Veronica Osogo knows tennis as more than just a sport. For her, it’s a tool to teach kids about health, fitness, discipline, independence, and the value of a good education. The 39-year-old tennis champ and Kenyan native founded the Zion Zone Tennis Foundation, an organization that engages children in the slums of Nairobi. Here, Osogo tells us about her success on and off the court.

I was athletic as a child, playing soccer and hockey, but I didn’t know what tennis was until I went to Guru Nanak Dev University in India, where a friend introduced it to me. At first I was drawn to the dress code—tennis players always looked so nice!—but I also enjoyed that it’s an individual sport. You can play and practice without relying on a team. I liked the idea of finding success on my own.

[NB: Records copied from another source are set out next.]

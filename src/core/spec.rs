//! State specifications for action matching.
//!
//! An action is bound to a pair of specifications, one for its source
//! states and one for its destinations. A specification is a single state,
//! a set of states, or the universal wildcard.

use super::state::State;
use std::fmt;

/// Which states one side of an action binding accepts.
///
/// Matching is an exhaustive case analysis: the wildcard matches any
/// candidate, a set matches by membership, a single value by equality.
///
/// # Example
///
/// ```rust
/// use switchyard::core::{State, StateSpec};
/// use serde::{Deserialize, Serialize};
///
/// #[derive(Clone, PartialEq, Debug, Serialize, Deserialize)]
/// enum GateState {
///     Open,
///     Closed,
///     Locked,
/// }
///
/// impl State for GateState {
///     fn name(&self) -> &str {
///         match self {
///             Self::Open => "Open",
///             Self::Closed => "Closed",
///             Self::Locked => "Locked",
///         }
///     }
/// }
///
/// let any = StateSpec::<GateState>::Any;
/// assert!(any.matches(&GateState::Open));
///
/// let one = StateSpec::One(GateState::Closed);
/// assert!(one.matches(&GateState::Closed));
/// assert!(!one.matches(&GateState::Open));
///
/// let set = StateSpec::Set(vec![GateState::Closed, GateState::Locked]);
/// assert!(set.matches(&GateState::Locked));
/// assert!(!set.matches(&GateState::Open));
/// ```
#[derive(Clone, Debug, PartialEq)]
pub enum StateSpec<S> {
    /// Matches any state.
    Any,
    /// Matches exactly one state.
    One(S),
    /// Matches any state in the set.
    Set(Vec<S>),
}

impl<S: State> StateSpec<S> {
    /// Check whether a candidate state satisfies this specification.
    ///
    /// Pure and side-effect-free.
    pub fn matches(&self, candidate: &S) -> bool {
        match self {
            StateSpec::Any => true,
            StateSpec::One(state) => state == candidate,
            StateSpec::Set(states) => states.contains(candidate),
        }
    }
}

impl<S: State> From<S> for StateSpec<S> {
    fn from(state: S) -> Self {
        StateSpec::One(state)
    }
}

impl<S: State> From<Vec<S>> for StateSpec<S> {
    fn from(states: Vec<S>) -> Self {
        StateSpec::Set(states)
    }
}

impl<S: State> fmt::Display for StateSpec<S> {
    fn fmt(&self, f: &mut fmt::Formatter<'_>) -> fmt::Result {
        match self {
            StateSpec::Any => write!(f, "*"),
            StateSpec::One(state) => write!(f, "{}", state.name()),
            StateSpec::Set(states) => {
                write!(f, "[")?;
                for (i, state) in states.iter().enumerate() {
                    if i > 0 {
                        write!(f, ", ")?;
                    }
                    write!(f, "{}", state.name())?;
                }
                write!(f, "]")
            }
        }
    }
}

#[cfg(test)]
mod tests {
    use super::*;
    use serde::{Deserialize, Serialize};

    #[derive(Clone, PartialEq, Debug, Serialize, Deserialize)]
    enum TestState {
        Open,
        Closed,
        Locked,
        Destroyed,
    }

    impl State for TestState {
        fn name(&self) -> &str {
            match self {
                Self::Open => "Open",
                Self::Closed => "Closed",
                Self::Locked => "Locked",
                Self::Destroyed => "Destroyed",
            }
        }
    }

    #[test]
    fn any_matches_every_state() {
        let spec = StateSpec::<TestState>::Any;
        assert!(spec.matches(&TestState::Open));
        assert!(spec.matches(&TestState::Closed));
        assert!(spec.matches(&TestState::Locked));
        assert!(spec.matches(&TestState::Destroyed));
    }

    #[test]
    fn one_matches_by_equality() {
        let spec = StateSpec::One(TestState::Closed);
        assert!(spec.matches(&TestState::Closed));
        assert!(!spec.matches(&TestState::Open));
    }

    #[test]
    fn set_matches_by_membership() {
        let spec = StateSpec::Set(vec![TestState::Closed, TestState::Locked]);
        assert!(spec.matches(&TestState::Closed));
        assert!(spec.matches(&TestState::Locked));
        assert!(!spec.matches(&TestState::Open));
    }

    #[test]
    fn empty_set_matches_nothing() {
        let spec = StateSpec::<TestState>::Set(Vec::new());
        assert!(!spec.matches(&TestState::Open));
    }

    #[test]
    fn from_conversions() {
        let one: StateSpec<TestState> = TestState::Open.into();
        assert_eq!(one, StateSpec::One(TestState::Open));

        let set: StateSpec<TestState> = vec![TestState::Open, TestState::Closed].into();
        assert_eq!(
            set,
            StateSpec::Set(vec![TestState::Open, TestState::Closed])
        );
    }

    #[test]
    fn display_renders_each_variant() {
        assert_eq!(StateSpec::<TestState>::Any.to_string(), "*");
        assert_eq!(StateSpec::One(TestState::Open).to_string(), "Open");
        assert_eq!(
            StateSpec::Set(vec![TestState::Closed, TestState::Locked]).to_string(),
            "[Closed, Locked]"
        );
    }
}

Most professional tennis players start when they’re little, but I was 19 when I learned how to play. I had no idea what I was doing. I wasn’t playing to win, I was playing to enjoy! I kept learning and started winning titles.

I got the inspiration for Zion Zone in 2006 when I visited a neighbor who had a project in the Kibera slum in Nairobi. She asked me to teach the kids tennis. At first I refused, scared for my life. Eventually, I agreed.

It was hard to see. It didn’t look like a place where people should be living. Kids would get sick because there was no drainage system, and they were living in shanties. But I brought over a few rackets, and the kids loved it. They didn’t know what it was—they kept calling it golf! But more kids would pass by and watch. A few were really talented, and I saw that, for them, tennis could be more than just a game. It never dawned on me that I could start a foundation—I was just keeping kids busy. It was my brother who encouraged me.

At Zion Zone, we teach these kids the fundamentals of tennis as well as discipline. Before, many of them went to school only a few days a week, or not at all. Now, the kids must be enrolled in school to participate. If their parents don’t put them in school, I find a school.

We have 500 students now, but I’m hoping to expand the organization to other slums. We’ve partnered with the U.S. Department of State and ESPN Global Sports Mentoring Program. I hope to recruit more girls, and I also want to start programs for kids in wheelchairs, and for those who are hard of hearing. One day I hope to have our own piece of land, with courts, a school, and a gym—a place where kids can feel at home.

Tennis is a great mobilizer. A lot of these kids played soccer, which is part of the slums. But it’s played in a big group. With tennis you can see each child for who he or she is. Some of them who never knew the sport became No. 1 in the country. When other kids see that, they see that a life outside the slums is possible.